Écrit en 1940…
Grasset, 1937
Réflexions sur la guerre
Après Quatre mois – Carnet d’un officier de liaison, récit de la première période de la guerre passée sur le front d’Alsace, d’octobre 1939 à janvier 1940, Chamson livre, ici, ses pensées après l’armistice de juin 1940. Démobilisé, il a rejoint son épouse Lucie Mazauric et d’autres conservateurs, dont René Huygue, à Montauban dont le musée accueille les chefs-d’œuvre du Louvre, partis en exode dès 1939. Chamson analyse son état d’esprit ; il évoque la période qui vient de s’écouler et les compagnons de combat. Le livre s’ouvre sur la dédicace : « À la mémoire de Jean Prévost, mon ami, Capitaine au maquis du Vercors, mort à l’ennemi, le 1er août 1944 ». Mais il veut croire en l’avenir et commence le livre, dans un esprit « testamentaire » par : « J’écris pour le jour de la liberté. J’écris pour conjurer les maléfices de la défaite. »
À propos de …
Chamson porte un regard lucide sur les événements récents : la débâcle, le « chaos d’héroïsmes et de lâchetés » qui « a dispersé les armées en quelques semaines » mais il voit déjà se profiler l’infamie de certains. « Ce n’est pas au moment de la prise de la ville que se montrent les hommes les plus hideux, c’est le lendemain. Je vois ce lendemain. » C’est ce qu’il racontera dans Le Puits des miracles, écrit aussi à Montauban. Mais jamais, y compris au lendemain de la défaite, Chamson ne renoncera à l’espérance : « Même aux plus sombres jours, […], nous aurons toujours gardé confiance dans l’inévitable retour de ce que les hommes ont imaginé de plus humain ».
L’essentiel du texte porte sur la conduite qu’il veut tenir, en tant qu’écrivain : lui qui, entre les deux guerres, a élevé la voix pour défendre les valeurs contre les totalitarismes, choisit maintenant le silence, qui n’est ni une fuite, ni une défaillance : « Je hais ce silence que nous impose la servitude, mais c’est pourtant lui seul qui peut, aujourd’hui, donner asile à la vérité. » Il continuera à écrire mais ne publiera plus rien jusqu’à la victoire. Tous les romans et textes rédigés pendant cette période seront publiés après la guerre ; Écrit en 40 ne paraitra qu’en 1944.
Chamson par …
Chamson (page d’un journal de l’écrivain en date de 1941, reprise dans l’article « Quand nous reviendrons de la guerre », Carrefour, mars 1945 et dans Si la parole a quelque pouvoir, 1948) :
« Je n’ai rien à dire au temps qui passe. On ne me permettrait que le mensonge. Devant cet effondrement des valeurs humaines, il ne peut y avoir de fierté que dans le silence. (…) Je ne veux rien donner à ce temps que je méprise. Le silence est un témoignage et tout témoignage doit être aujourd’hui une accusation. »

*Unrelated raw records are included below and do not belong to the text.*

//! Host-owned configuration for ColorWall devices.
//!
//! The host keeps one parameter-override bag per effect id. On first setup
//! every bag holds the declared defaults; afterwards the user changes single
//! parameters and the bag is used as the settings whenever that effect is
//! started.

use std::collections::BTreeMap;

use serde::{Deserialize, Serialize};
use serde_json::{Map, Value};

use crate::error::{ColorWallError, Result};
use crate::protocol::{EFFECTS, Effect, EffectKind};

// =============================================================================
// Effect Options
// =============================================================================

/// Per-effect parameter overrides, keyed by effect id.
///
/// In JSON the ids are object keys, so they are stored as strings and read
/// back as numbers.
#[derive(Debug, Clone, Default, PartialEq, Serialize, Deserialize)]
#[serde(transparent)]
pub struct EffectOptions {
    effects: BTreeMap<u8, Map<String, Value>>,
}

impl EffectOptions {
    /// Every effect with all of its declared defaults.
    pub fn defaults() -> Self {
        let effects = EFFECTS
            .iter()
            .map(|kind| {
                let values: Map<String, Value> = kind
                    .params()
                    .iter()
                    .map(|spec| (spec.name.to_string(), Value::from(spec.default)))
                    .collect();
                (kind.id(), values)
            })
            .collect();
        Self { effects }
    }

    /// Override bag for an effect id, if one is stored.
    pub fn get(&self, id: u8) -> Option<&Map<String, Value>> {
        self.effects.get(&id)
    }

    /// Set one parameter of an effect.
    ///
    /// # Errors
    /// `UnknownEffect` for an unknown id, `InvalidInput` if the effect does
    /// not declare `name`.
    pub fn set_param(&mut self, id: u8, name: &str, value: i32) -> Result<()> {
        let kind = EffectKind::from_id(id)?;
        if kind.param(name).is_none() {
            let known: Vec<&str> = kind.params().iter().map(|p| p.name).collect();
            return Err(ColorWallError::InvalidInput(format!(
                "'{}' has no parameter '{}' (parameters: {})",
                kind.name(),
                name,
                if known.is_empty() {
                    "none".to_string()
                } else {
                    known.join(", ")
                }
            )));
        }

        self.effects
            .entry(id)
            .or_default()
            .insert(name.to_string(), Value::from(value));
        Ok(())
    }

    /// Drop all overrides of an effect so it runs with its defaults.
    pub fn reset(&mut self, id: u8) -> Result<()> {
        EffectKind::from_id(id)?;
        self.effects.remove(&id);
        Ok(())
    }

    /// Check that every stored id belongs to a known effect and every bag
    /// decodes into its effect.
    pub fn validate(&self) -> Result<()> {
        for (id, values) in &self.effects {
            Effect::variant_by_id(*id, Some(&Value::Object(values.clone())))?;
        }
        Ok(())
    }

    /// Configured effect for one id. Missing bags fall back to defaults.
    pub fn effect(&self, id: u8) -> Result<Effect> {
        let settings = self.effects.get(&id).map(|m| Value::Object(m.clone()));
        Effect::variant_by_id(id, settings.as_ref())
    }

    /// Configured effect for every id in the registry.
    pub fn effect_settings(&self) -> Result<BTreeMap<u8, Effect>> {
        EFFECTS
            .iter()
            .map(|kind| self.effect(kind.id()).map(|effect| (kind.id(), effect)))
            .collect()
    }
}

// =============================================================================
// Application Config
// =============================================================================

/// Everything the CLI host persists between runs.
#[derive(Debug, Clone, PartialEq, Serialize, Deserialize)]
#[serde(rename_all = "camelCase")]
pub struct AppConfig {
    /// Device address (`ip` or `ip:port`).
    #[serde(default)]
    pub host: Option<String>,

    /// Seconds between synchronizations in `monitor`.
    #[serde(default = "default_poll_interval")]
    pub poll_interval: u64,

    /// Per-effect parameter overrides.
    #[serde(default = "EffectOptions::defaults")]
    pub effects: EffectOptions,
}

fn default_poll_interval() -> u64 {
    30
}

impl Default for AppConfig {
    fn default() -> Self {
        Self {
            host: None,
            poll_interval: default_poll_interval(),
            effects: EffectOptions::defaults(),
        }
    }
}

Chamson (Devenir ce qu’on est, 1959) :
« Il faut d’abord m’expliquer sur ce que j’appelle le silence. Soldat vaincu, harassé physiquement, éperdu de honte et d’angoisse, confiné dans la solitude, il me sembla que, tant que mon pays serait occupé par l‘ennemi, je me devais de ne plus publier une seule ligne, et je l’ai fait. Je m’imaginais que ce silence aurait sa vertu. C’était une illusion que je ne regrette pas. »
Éditions
Repris in La Patrie se fait tous les jours. Textes français 1939-1945 publiés par Jean Paulhan et Dominique Aury, Paris : Éditions de Minuit, 1947.
Écrit en 1940, Arche, décembre 1944, janvier-février 1945.
Repris in Les Livres de la guerre, Paris : Omnibus, 2005.